Season 3 / Episode 9 / OWN

Ayyy! I’ve been on an unexpected hiatus for a few weeks, but I’m back in the recappin’ saddle for our favorite show on OWN. Or, if we’re for real keeping it a hundred, the only show on OWN we’re really watching. (Day jobs and toddlers are real).

Anyway, a whole lot has happened:

  • Violet and Hollywood are still trying to navigate her lupus, her pie business, and their upcoming wedding; about which they have some serious differences of opinion. She’s just not feeling a big affair for the ceremony and wants him to save his money, but he wants to splurge for the woman he loves. He also wants her to take his name, but she’s not down with that portion of the patriarchy.
  • Micah’s still spending more time with the student activists from St. Josephine High than with Keke (Do you love me? Are you riding?). That’s about to get him in hot water with both her and his mother. ‘Cause no matter how much you might agree with their actions, you know Charley goin’ upside that head if he does anything besides keep his nose clean, go to an Ivy League school, and make beaucoup bucks.
  • Nova and Remy are having a hard time hiding their feelings for each other. Remy doesn’t seem like he wants to, anyway. Of course, Charley isn’t his sister. Meanwhile, Nova is still trying to pinpoint exactly what she’s writing now. Her outline is done, and there’s a lot to say–about Black farmers, about St. Jo, about her own family.
  • Ralph Angel and Trinh have been getting closer — so close, he’s introduced her to the family (as his “work friend,” LOL). Darla’s still in town, though, and being a bit more forceful about exercising her parental rights around Blue, especially after she walks in on Benny playing cards with some less-than-savory characters in the kitchen and then spots both Ra and Blue with Trinh outside a convenience store.
  • Charley’s still hella suspicious of the Landrys…and by extension, Jacob Boudreaux. It seems that’s wise –as of the last episode, she’s learned what’s really going on with the rash of evictions that have snared so many Black farmers (including Prosper Denton). Landry Enterprises is clearing their own land. Furthermore, they’re planning to take the Bordelons’ because of a deal with the U.S. government to build a prison on it: right in the middle of St. Josephine’s Parish.
    Photo by Skip Bolen © 2018 Warner Bros. Entertainment Inc. / Courtesy of OWN.

    When the future is now.

    This episode, written by Kat Candler and Anthony Sparks and directed by Nijla Mu’min, opens with Trinh showing Ralph Angel an elaborate greenhouse her mother and some of her friends built. As they discuss what their parents have done to take care of them in order to make sure they had the best possible chances for a good future, they’re once again surprised to realize how much they have in common. Trinh says she can’t think of parents wouldn’t do anything they could to provide for and protect their children. Then, she asks about Darla and how things with her are going. Ra says they’re working it out…before he asks her to go steady! They’re more than just “work friends,” and Trinh is feeling him. Aww.

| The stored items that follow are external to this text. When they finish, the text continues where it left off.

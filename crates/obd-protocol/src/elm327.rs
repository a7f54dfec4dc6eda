//! ELM327 Serial Adapter
//!
//! Talks to ELM327-compatible OBD-II adapters over a serial port using the
//! adapter's text command set: `<service><pid>\r` out, hex bytes and a `>`
//! prompt back.

use crate::error::ObdError;
use crate::mode;
use crate::protocol::ObdProtocol;
use crate::sensor::{Reading, SensorId};
use crate::source::{QueryMode, SourceConnector, TelemetrySource};
use async_trait::async_trait;
use std::sync::atomic::{AtomicBool, Ordering};
use std::sync::Arc;
use std::time::Duration;
use tokio::io::{AsyncRead, AsyncReadExt, AsyncWrite, AsyncWriteExt};
use tokio::sync::Mutex;
use tokio_serial::{SerialPortBuilderExt, SerialStream};
use tracing::{debug, info, warn};

/// Default timeout for OBD commands
const DEFAULT_TIMEOUT_MS: u64 = 2000;

/// The first data request triggers the adapter's protocol search
const SEARCH_TIMEOUT: Duration = Duration::from_secs(5);

/// Silence after which a late reply is assumed to have been fully discarded
const RESYNC_WINDOW: Duration = Duration::from_millis(100);

/// Serial settings for ELM327 adapters
#[derive(Debug, Clone)]
pub struct Elm327Config {
    /// Baud rate for serial communication
    pub baud_rate: u32,
    /// Per-command timeout
    pub query_timeout: Duration,
    /// Bus protocol
    pub protocol: ObdProtocol,
}

impl Default for Elm327Config {
    fn default() -> Self {
        Self {
            baud_rate: 38400,
            query_timeout: Duration::from_millis(DEFAULT_TIMEOUT_MS),
            protocol: ObdProtocol::Auto,
        }
    }
}

/// Open link to an ELM327 adapter
pub struct Elm327Source {
    /// Serial port device path (e.g., "/dev/ttyUSB0" or "COM3")
    port_name: String,
    /// `None` once closed
    port: Mutex<Option<SerialStream>>,
    live: AtomicBool,
    /// Set when a command timed out and its reply may still arrive
    resync: AtomicBool,
    query_timeout: Duration,
}

impl Elm327Source {
    /// Open the serial port and run the adapter initialization sequence
    pub async fn open(port_name: &str, config: &Elm327Config) -> Result<Self, ObdError> {
        info!("Opening ELM327 adapter on {}", port_name);
        let stream = tokio_serial::new(port_name, config.baud_rate).open_native_async()?;

        let source = Self {
            port_name: port_name.to_string(),
            port: Mutex::new(Some(stream)),
            live: AtomicBool::new(true),
            resync: AtomicBool::new(false),
            query_timeout: config.query_timeout,
        };
        source.initialize(config.protocol).await?;

        info!("ELM327 adapter on {} initialized", port_name);
        Ok(source)
    }

    async fn initialize(&self, protocol: ObdProtocol) -> Result<(), ObdError> {
        let banner = self.command("ATZ", self.query_timeout).await?;
        if !banner.to_ascii_uppercase().contains("ELM") {
            return Err(ObdError::AdapterNotResponding);
        }

        for cmd in ["ATE0", "ATL0", "ATS0", "ATH0", protocol.to_elm_command()] {
            let reply = self.command(cmd, self.query_timeout).await?;
            if !reply.contains("OK") {
                return Err(ObdError::InvalidResponse(format!("{} -> {}", cmd, reply)));
            }
        }

        let timeout = if protocol.needs_search() {
            SEARCH_TIMEOUT.max(self.query_timeout)
        } else {
            self.query_timeout
        };
        let reply = self.command("0100", timeout).await?;
        if !compact(&reply).contains("4100") {
            return Err(ObdError::VehicleNotConnected);
        }
        Ok(())
    }

    /// Send one command and collect the reply up to the `>` prompt
    async fn command(&self, cmd: &str, timeout: Duration) -> Result<String, ObdError> {
        let mut guard = self.port.lock().await;
        let port = guard.as_mut().ok_or(ObdError::ConnectionClosed)?;
        debug!(command = cmd, port = %self.port_name, "ELM327 request");

        let resync = self.resync.swap(false, Ordering::SeqCst);
        match tokio::time::timeout(timeout, exchange(port, cmd, resync)).await {
            Ok(Ok(reply)) => {
                debug!(command = cmd, reply = %reply, "ELM327 reply");
                Ok(reply)
            }
            Ok(Err(e)) => {
                if e.is_link_error() {
                    warn!("ELM327 link on {} failed: {}", self.port_name, e);
                    self.live.store(false, Ordering::SeqCst);
                }
                Err(e)
            }
            Err(_) => {
                debug!(command = cmd, "ELM327 reply overdue, resyncing before next command");
                self.resync.store(true, Ordering::SeqCst);
                Err(ObdError::Timeout(timeout.as_millis() as u64))
            }
        }
    }
}

/// Write one command and read its reply up to the `>` prompt.
///
/// With `resync` set, input left over from an earlier timed-out command is
/// discarded first so the reply read belongs to this command.
async fn exchange<S>(port: &mut S, cmd: &str, resync: bool) -> Result<String, ObdError>
where
    S: AsyncRead + AsyncWrite + Unpin,
{
    if resync {
        let discarded = drain_stale(port, RESYNC_WINDOW).await?;
        if discarded > 0 {
            debug!(bytes = discarded, "Discarded stale ELM327 reply");
        }
    }

    port.write_all(format!("{}\r", cmd).as_bytes()).await?;
    port.flush().await?;

    let mut reply = Vec::with_capacity(64);
    let mut buf = [0u8; 64];
    loop {
        let n = port.read(&mut buf).await?;
        if n == 0 {
            return Err(ObdError::AdapterNotResponding);
        }
        reply.extend_from_slice(&buf[..n]);
        if reply.contains(&b'>') {
            break;
        }
    }
    let text = String::from_utf8_lossy(&reply).replace('>', "");
    Ok(text.trim().to_string())
}

/// Read and drop input until a prompt is seen or `window` passes in silence
async fn drain_stale<S>(port: &mut S, window: Duration) -> Result<usize, ObdError>
where
    S: AsyncRead + Unpin,
{
    let mut buf = [0u8; 64];
    let mut discarded = 0;
    loop {
        match tokio::time::timeout(window, port.read(&mut buf)).await {
            Ok(Ok(0)) | Err(_) => return Ok(discarded),
            Ok(Ok(n)) => {
                discarded += n;
                if buf[..n].contains(&b'>') {
                    return Ok(discarded);
                }
            }
            Ok(Err(e)) => return Err(e.into()),
        }
    }
}

#[async_trait]
impl TelemetrySource for Elm327Source {
    async fn query(&self, mode: QueryMode, sensor: SensorId) -> Result<Option<Reading>, ObdError> {
        let cmd = request(mode, sensor);
        let reply = self.command(&cmd, self.query_timeout).await?;
        let bytes = parse_data(&reply, mode, sensor)?;
        Ok(bytes
            .and_then(|b| sensor.decode(&b))
            .map(|value| sensor.reading(value)))
    }

    fn is_live(&self) -> bool {
        self.live.load(Ordering::SeqCst)
    }

    async fn clear_codes(&self) -> Result<(), ObdError> {
        let reply = self
            .command(&format!("{:02X}", mode::CLEAR_DTC), self.query_timeout)
            .await?;
        let expected = format!("{:02X}", mode::CLEAR_DTC + mode::RESPONSE_OFFSET);
        if compact(&reply).contains(&expected) {
            info!("Stored trouble codes cleared on {}", self.port_name);
            Ok(())
        } else {
            Err(ObdError::InvalidResponse(reply))
        }
    }

    async fn close(&self) -> Result<(), ObdError> {
        let mut guard = self.port.lock().await;
        self.live.store(false, Ordering::SeqCst);
        match guard.take() {
            Some(mut port) => {
                // Return the adapter to low power; the port closes on drop either way.
                if let Err(e) = port.write_all(b"ATLP\r").await {
                    debug!("ELM327 low-power request failed: {}", e);
                }
                info!("Closed ELM327 adapter on {}", self.port_name);
                Ok(())
            }
            None => Err(ObdError::ConnectionClosed),
        }
    }

    fn port_name(&self) -> String {
        self.port_name.clone()
    }
}

/// Opens [`Elm327Source`] handles, scanning serial ports when no target is given
#[derive(Debug, Clone, Default)]
pub struct Elm327Connector {
    config: Elm327Config,
}

impl Elm327Connector {
    /// Create a connector with the given serial settings
    pub fn new(config: Elm327Config) -> Self {
        Self { config }
    }

    async fn discover(&self) -> Result<Elm327Source, ObdError> {
        let ports = tokio_serial::available_ports()?;
        info!("Scanning {} serial ports for an ELM327 adapter", ports.len());
        for info in ports {
            match Elm327Source::open(&info.port_name, &self.config).await {
                Ok(source) => return Ok(source),
                Err(e) => debug!("No adapter on {}: {}", info.port_name, e),
            }
        }
        Err(ObdError::NoAdapterFound)
    }
}

#[async_trait]
impl SourceConnector for Elm327Connector {
    async fn open(
        &self,
        target: Option<&str>,
        timeout: Duration,
    ) -> Result<Arc<dyn TelemetrySource>, ObdError> {
        let attempt = async {
            match target {
                Some(port) => Elm327Source::open(port, &self.config).await,
                None => self.discover().await,
            }
        };
        let source = tokio::time::timeout(timeout, attempt)
            .await
            .map_err(|_| ObdError::Timeout(timeout.as_millis() as u64))??;
        let source: Arc<dyn TelemetrySource> = Arc::new(source);
        Ok(source)
    }
}

fn request(mode: QueryMode, sensor: SensorId) -> String {
    match mode {
        QueryMode::CurrentData => format!("{:02X}{:02X}", mode.service(), sensor.pid()),
        // frame number 00
        QueryMode::FreezeFrame => format!("{:02X}{:02X}00", mode.service(), sensor.pid()),
    }
}

fn compact(reply: &str) -> String {
    reply
        .chars()
        .filter(|c| !c.is_whitespace())
        .collect::<String>()
        .to_ascii_uppercase()
}

/// Extract the data bytes answering `sensor` from an adapter reply
fn parse_data(
    reply: &str,
    mode: QueryMode,
    sensor: SensorId,
) -> Result<Option<Vec<u8>>, ObdError> {
    let reply = compact(reply);
    if reply.contains("NODATA") {
        return Ok(None);
    }
    if ["UNABLETOCONNECT", "BUSERROR", "CANERROR", "BUSINIT"]
        .iter()
        .any(|marker| reply.contains(marker))
    {
        return Err(ObdError::VehicleNotConnected);
    }

    let mut header = format!(
        "{:02X}{:02X}",
        mode.service() + mode::RESPONSE_OFFSET,
        sensor.pid()
    );
    if mode == QueryMode::FreezeFrame {
        header.push_str("00");
    }

    let start = reply
        .find(&header)
        .ok_or_else(|| ObdError::InvalidResponse(reply.clone()))?
        + header.len();
    // Bytes, not chars: a garbled reply may carry multi-byte replacement characters.
    let hex = &reply.as_bytes()[start..];
    let needed = sensor.response_bytes();
    if hex.len() < needed * 2 {
        return Err(ObdError::InvalidResponse(reply.clone()));
    }

    hex.chunks_exact(2)
        .take(needed)
        .map(|pair| hex_byte(pair).ok_or_else(|| ObdError::InvalidResponse(reply.clone())))
        .collect::<Result<Vec<u8>, ObdError>>()
        .map(Some)
}

fn hex_byte(pair: &[u8]) -> Option<u8> {
    let hi = char::from(pair[0]).to_digit(16)?;
    let lo = char::from(pair[1]).to_digit(16)?;
    Some((hi * 16 + lo) as u8)
}
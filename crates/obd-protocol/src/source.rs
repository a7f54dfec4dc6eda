//! Telemetry Source Capability Interface

use crate::error::ObdError;
use crate::mode;
use crate::sensor::{Reading, SensorId};
use async_trait::async_trait;
use std::sync::Arc;
use std::time::Duration;

/// Which OBD service a parameter is read from
#[derive(Debug, Clone, Copy, PartialEq, Eq, Hash)]
pub enum QueryMode {
    /// Live values (mode 01)
    CurrentData,
    /// Values stored when the last fault was recorded (mode 02)
    FreezeFrame,
}

impl QueryMode {
    /// OBD service id
    pub fn service(&self) -> u8 {
        match self {
            QueryMode::CurrentData => mode::CURRENT_DATA,
            QueryMode::FreezeFrame => mode::FREEZE_FRAME,
        }
    }
}

/// A live handle to something that answers parameter queries.
///
/// Implemented by the ELM327 serial adapter and by the simulated vehicle.
#[async_trait]
pub trait TelemetrySource: Send + Sync {
    /// Query one parameter. `Ok(None)` means the vehicle answered without data.
    async fn query(&self, mode: QueryMode, sensor: SensorId) -> Result<Option<Reading>, ObdError>;

    /// Whether the handle still has a working link
    fn is_live(&self) -> bool;

    /// Clear stored trouble codes on the vehicle (mode 04)
    async fn clear_codes(&self) -> Result<(), ObdError>;

    /// Release the underlying link
    async fn close(&self) -> Result<(), ObdError>;

    /// Human readable name of the link, e.g. `/dev/ttyUSB0`
    fn port_name(&self) -> String;
}

/// Opens telemetry source handles
#[async_trait]
pub trait SourceConnector: Send + Sync {
    /// Open a handle against `target`, or discover one when `target` is `None`.
    /// The whole attempt is bounded by `timeout`.
    async fn open(
        &self,
        target: Option<&str>,
        timeout: Duration,
    ) -> Result<Arc<dyn TelemetrySource>, ObdError>;
}
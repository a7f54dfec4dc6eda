//! Telemetry Source Error Types

use thiserror::Error;

/// Errors that can occur while talking to a telemetry source
#[derive(Debug, Clone, Error)]
pub enum ObdError {
    /// Serial port connection error
    #[error("Serial port error: {0}")]
    SerialError(String),

    /// Timeout waiting for response
    #[error("Timeout waiting for OBD response after {0}ms")]
    Timeout(u64),

    /// Invalid response from adapter
    #[error("Invalid response: {0}")]
    InvalidResponse(String),

    /// Sensor identifier outside the supported vocabulary
    #[error("Unknown sensor identifier: {0}")]
    UnknownSensor(String),

    /// Adapter not responding
    #[error("OBD adapter not responding")]
    AdapterNotResponding,

    /// No adapter answered during port discovery
    #[error("No OBD adapter found")]
    NoAdapterFound,

    /// Vehicle not connected
    #[error("Vehicle ignition is off or not connected")]
    VehicleNotConnected,

    /// The handle has already been closed
    #[error("Connection closed")]
    ConnectionClosed,
}

impl ObdError {
    /// Whether this error means the link itself is gone, as opposed to a
    /// single parameter failing to answer.
    pub fn is_link_error(&self) -> bool {
        matches!(
            self,
            ObdError::SerialError(_)
                | ObdError::AdapterNotResponding
                | ObdError::VehicleNotConnected
                | ObdError::ConnectionClosed
        )
    }
}

impl From<std::io::Error> for ObdError {
    fn from(err: std::io::Error) -> Self {
        ObdError::SerialError(err.to_string())
    }
}

impl From<tokio_serial::Error> for ObdError {
    fn from(err: tokio_serial::Error) -> Self {
        ObdError::SerialError(err.to_string())
    }
}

    To save the Bordelon land, Charley is meeting with an attorney about her options. It’s not sounding like she has many. If they chose not to sell their farm, the government can always take it anyway through eminent domain. Also, maybe this Very Southern Gentleman just isn’t actually that interested in trying to find a way for a Black woman to save her family’s farm. Jacob calls, and she ain’t trying to hear him, but he lets her know that he and his mama want to talk about alternatives to the jail. Hmm. So he knew all along.

    Nova is meeting with an agent. They have a journal interested in publishing the chapter Nova wrote about her father’s depression — after Prosper told her of the night Ernest wandered the fields with a gun after her mother had died. Nova points out that the chapter isn’t finished yet. It needs to be done right, but is this a secret she wants to share with the world? Will telling Ernest’s truth do as this woman suggests, and set her free?

    Aunt Vi is whipping up some more pies when Jared drops by to check on her. Now that he knows about the lupus, she’s certain he’s not interested in her plans to expand her business to a chain of pie stores. Turns out he’s not only checking in on her, but he’s on board. He hands her contracts to review, lets her know he’s been doing some WebMD research into lupus, and asks her to promise she’ll be honest about how she’s doing even on bad days.

    Photo by Skip Bolen © 2018 Warner Bros. Entertainment Inc. / Courtesy of OWN.

    Darla meets up with Ralph Angel to discuss potential custody agreement. She is suggesting a 70/30 split, now that she has a good job (though we haven’t heard what it is, exactly) and a nice apartment to live in. On the other hand, Ra’s working two jobs — the farm, of course, and shifts at the seafood plant. Darla’s not feeling like taking any chances. This is going to be a fight, and with Ra not being Blue’s father by blood, it’s not a fight he’s looking forward to.

    Dream a little dream with me.

    Nova and Remy walk into an outdoor festival…huh. Holding hands? Well, well, well. They run into Marianne, Toute Suite’s mother. Turns out Nova’s been helping with his tuition, and he’s doing quite well. She’s so grateful for Nova, and Remy is suitably impressed. He tells Nova she’s a star. She shrugs; these are her people.

    Hollywood and Vi are checking out a potential wedding venue. Now that she’s agreed to have the huge wedding he wants, in part as a compromise for not taking his last name, they’re getting deep into the planning — and Hollywood has some big notions. Gondolas, and second line bands, and “a little Italian man playing a flute.” Good thing Violet hasn’t changed her mind about the fancy nuptials, ’cause Hollywood has already put down a deposit.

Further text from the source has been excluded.